[Saved data entries]
::::::::::
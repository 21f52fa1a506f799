//! WGSL compilation and uniform reflection.
//!
//! Sources are parsed and validated with naga before they ever reach the
//! device, so diagnostics come with line/column context and the uniform
//! layout can be read straight from the IR. Reflection covers the single
//! `var<uniform>` at `@group(0) @binding(0)` each program declares.

use crate::error::EffectError;
use fnv::FnvHashMap;
use naga::{AddressSpace, ArraySize, ScalarKind, ShaderStage, TypeInner};

/// A validated shader stage and its naga IR.
#[derive(Debug)]
pub struct CompiledShader {
    pub label: &'static str,
    pub stage: ShaderStage,
    pub entry_point: String,
    pub module: naga::Module,
}

pub fn compile(
    label: &'static str,
    source: &'static str,
    stage: ShaderStage,
) -> Result<CompiledShader, EffectError> {
    let module = naga::front::wgsl::parse_str(source)
        .map_err(|e| compile_error(label, stage, e.emit_to_string(source)))?;
    naga::valid::Validator::new(
        naga::valid::ValidationFlags::all(),
        naga::valid::Capabilities::all(),
    )
    .validate(&module)
    .map_err(|e| compile_error(label, stage, e.emit_to_string(source)))?;
    let entry_point = module
        .entry_points
        .iter()
        .find(|ep| ep.stage == stage)
        .map(|ep| ep.name.clone())
        .ok_or_else(|| compile_error(label, stage, format!("no {:?} entry point", stage)))?;
    Ok(CompiledShader {
        label,
        stage,
        entry_point,
        module,
    })
}

fn compile_error(label: &str, stage: ShaderStage, diagnostic: String) -> EffectError {
    EffectError::Compile {
        label: label.to_string(),
        stage: format!("{:?}", stage).to_lowercase(),
        diagnostic,
    }
}

#[derive(Clone, Copy, Debug, PartialEq, Eq)]
pub enum Scalar {
    F32,
    I32,
    U32,
}

/// Location of one value inside a program's uniform block.
#[derive(Clone, Copy, Debug, PartialEq, Eq)]
pub struct UniformHandle {
    pub offset: u32,
    pub scalar: Scalar,
    pub components: u32,
}

/// Name → handle map for one program. Array members `name: array<T, N>`
/// are stored as `name[0]` .. `name[N-1]`.
#[derive(Clone, Debug, Default)]
pub struct UniformTable {
    size: u32,
    handles: FnvHashMap<String, UniformHandle>,
}

impl UniformTable {
    pub fn extract(module: &naga::Module) -> Self {
        let mut table = Self::default();
        for (_, var) in module.global_variables.iter() {
            let is_block = var.space == AddressSpace::Uniform
                && var
                    .binding
                    .as_ref()
                    .is_some_and(|b| b.group == 0 && b.binding == 0);
            if !is_block {
                continue;
            }
            match &module.types[var.ty].inner {
                TypeInner::Struct { members, span } => {
                    table.size = table.size.max(*span);
                    for m in members {
                        let Some(name) = m.name.as_deref() else {
                            continue;
                        };
                        if name.starts_with('_') {
                            continue;
                        }
                        table.insert_member(module, name, m.ty, m.offset);
                    }
                }
                other => {
                    if let (Some(name), Some((scalar, components))) = (var.name.as_deref(), leaf(other)) {
                        table.size = table.size.max(components * 4);
                        table.handles.insert(
                            name.to_string(),
                            UniformHandle {
                                offset: 0,
                                scalar,
                                components,
                            },
                        );
                    }
                }
            }
        }
        table
    }

    /// Merges the tables of both stages of a program.
    pub fn for_program(vertex: &naga::Module, fragment: &naga::Module) -> Self {
        let mut table = Self::extract(vertex);
        let frag = Self::extract(fragment);
        table.size = table.size.max(frag.size);
        table.handles.extend(frag.handles);
        table
    }

    fn insert_member(&mut self, module: &naga::Module, name: &str, ty: naga::Handle<naga::Type>, offset: u32) {
        match &module.types[ty].inner {
            TypeInner::Array {
                base,
                size: ArraySize::Constant(len),
                stride,
            } => {
                let Some((scalar, components)) = leaf(&module.types[*base].inner) else {
                    return;
                };
                for i in 0..len.get() {
                    self.handles.insert(
                        format!("{}[{}]", name, i),
                        UniformHandle {
                            offset: offset + i * stride,
                            scalar,
                            components,
                        },
                    );
                }
            }
            other => {
                if let Some((scalar, components)) = leaf(other) {
                    self.handles.insert(
                        name.to_string(),
                        UniformHandle {
                            offset,
                            scalar,
                            components,
                        },
                    );
                }
            }
        }
    }

    #[inline]
    pub fn get(&self, name: &str) -> Option<UniformHandle> {
        self.handles.get(name).copied()
    }

    pub fn require(&self, program: &str, name: &str) -> Result<UniformHandle, EffectError> {
        self.get(name).ok_or_else(|| EffectError::MissingUniform {
            program: program.to_string(),
            name: name.to_string(),
        })
    }

    /// Block size in bytes, padded to the 16-byte uniform alignment.
    pub fn size(&self) -> u32 {
        self.size.max(16).next_multiple_of(16)
    }

    pub fn len(&self) -> usize {
        self.handles.len()
    }

    pub fn is_empty(&self) -> bool {
        self.handles.is_empty()
    }

    pub fn new_block(&self) -> UniformBlock {
        UniformBlock::new(self.size())
    }
}

fn leaf(inner: &TypeInner) -> Option<(Scalar, u32)> {
    match *inner {
        TypeInner::Scalar(s) => Some((scalar_of(s)?, 1)),
        TypeInner::Vector { size, scalar } => Some((scalar_of(scalar)?, size as u32)),
        _ => None,
    }
}

fn scalar_of(s: naga::Scalar) -> Option<Scalar> {
    if s.width != 4 {
        return None;
    }
    match s.kind {
        ScalarKind::Float => Some(Scalar::F32),
        ScalarKind::Sint => Some(Scalar::I32),
        ScalarKind::Uint => Some(Scalar::U32),
        _ => None,
    }
}

#[derive(Clone, Copy, Debug, PartialEq)]
pub enum UniformValue {
    F32(f32),
    I32(i32),
    Vec2([f32; 2]),
    Vec3([f32; 3]),
    Vec4([f32; 4]),
}

impl UniformValue {
    fn components(&self) -> ([f32; 4], usize) {
        match *self {
            UniformValue::F32(v) => ([v, 0.0, 0.0, 0.0], 1),
            UniformValue::I32(v) => ([v as f32, 0.0, 0.0, 0.0], 1),
            UniformValue::Vec2([x, y]) => ([x, y, 0.0, 0.0], 2),
            UniformValue::Vec3([x, y, z]) => ([x, y, z, 0.0], 3),
            UniformValue::Vec4(v) => (v, 4),
        }
    }
}

impl From<f32> for UniformValue {
    fn from(v: f32) -> Self {
        UniformValue::F32(v)
    }
}

impl From<i32> for UniformValue {
    fn from(v: i32) -> Self {
        UniformValue::I32(v)
    }
}

impl From<[f32; 2]> for UniformValue {
    fn from(v: [f32; 2]) -> Self {
        UniformValue::Vec2(v)
    }
}

impl From<[f32; 3]> for UniformValue {
    fn from(v: [f32; 3]) -> Self {
        UniformValue::Vec3(v)
    }
}

impl From<glam::Vec2> for UniformValue {
    fn from(v: glam::Vec2) -> Self {
        UniformValue::Vec2(v.to_array())
    }
}

/// CPU copy of a uniform buffer; flushed to the GPU once per pass.
#[derive(Clone, Debug)]
pub struct UniformBlock {
    words: Vec<u32>,
}

impl UniformBlock {
    pub fn new(size_bytes: u32) -> Self {
        Self {
            words: vec![0; (size_bytes as usize).div_ceil(4)],
        }
    }

    /// Writes `value` into every component of the slot; components the
    /// value lacks are zeroed, extra ones are dropped.
    pub fn set(&mut self, handle: UniformHandle, value: impl Into<UniformValue>) {
        let value = value.into();
        let (comps, n) = value.components();
        let base = (handle.offset / 4) as usize;
        for c in 0..handle.components as usize {
            let v = if c < n { comps[c] } else { 0.0 };
            let word = match (handle.scalar, value) {
                (Scalar::I32, UniformValue::I32(i)) if c == 0 => i as u32,
                (Scalar::F32, _) => v.to_bits(),
                (Scalar::I32, _) => (v as i32) as u32,
                (Scalar::U32, _) => v.max(0.0) as u32,
            };
            self.words[base + c] = word;
        }
    }

    pub fn get_f32(&self, handle: UniformHandle) -> [f32; 4] {
        let base = (handle.offset / 4) as usize;
        let mut out = [0.0; 4];
        for (c, slot) in out.iter_mut().enumerate().take(handle.components as usize) {
            *slot = f32::from_bits(self.words[base + c]);
        }
        out
    }

    pub fn get_i32(&self, handle: UniformHandle) -> i32 {
        self.words[(handle.offset / 4) as usize] as i32
    }

    pub fn as_bytes(&self) -> &[u8] {
        bytemuck::cast_slice(&self.words)
    }

    /// Overwrites every word; used by tests to detect unwritten slots.
    pub fn fill(&mut self, word: u32) {
        self.words.fill(word);
    }
}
::::::::::
◆ EXERCISE INSTRUCTIONS
Every line from the first entry to the line containing "and the uniform" should be transcribed exactly, and nothing beyond it.

◆ RESULT BELOW
repository 21f52fa1a506f799
//! WGSL compilation and uniform reflection.
//!
//! Sources are parsed and validated with naga before they ever reach the
//! device, so diagnostics come with line/column context and the uniform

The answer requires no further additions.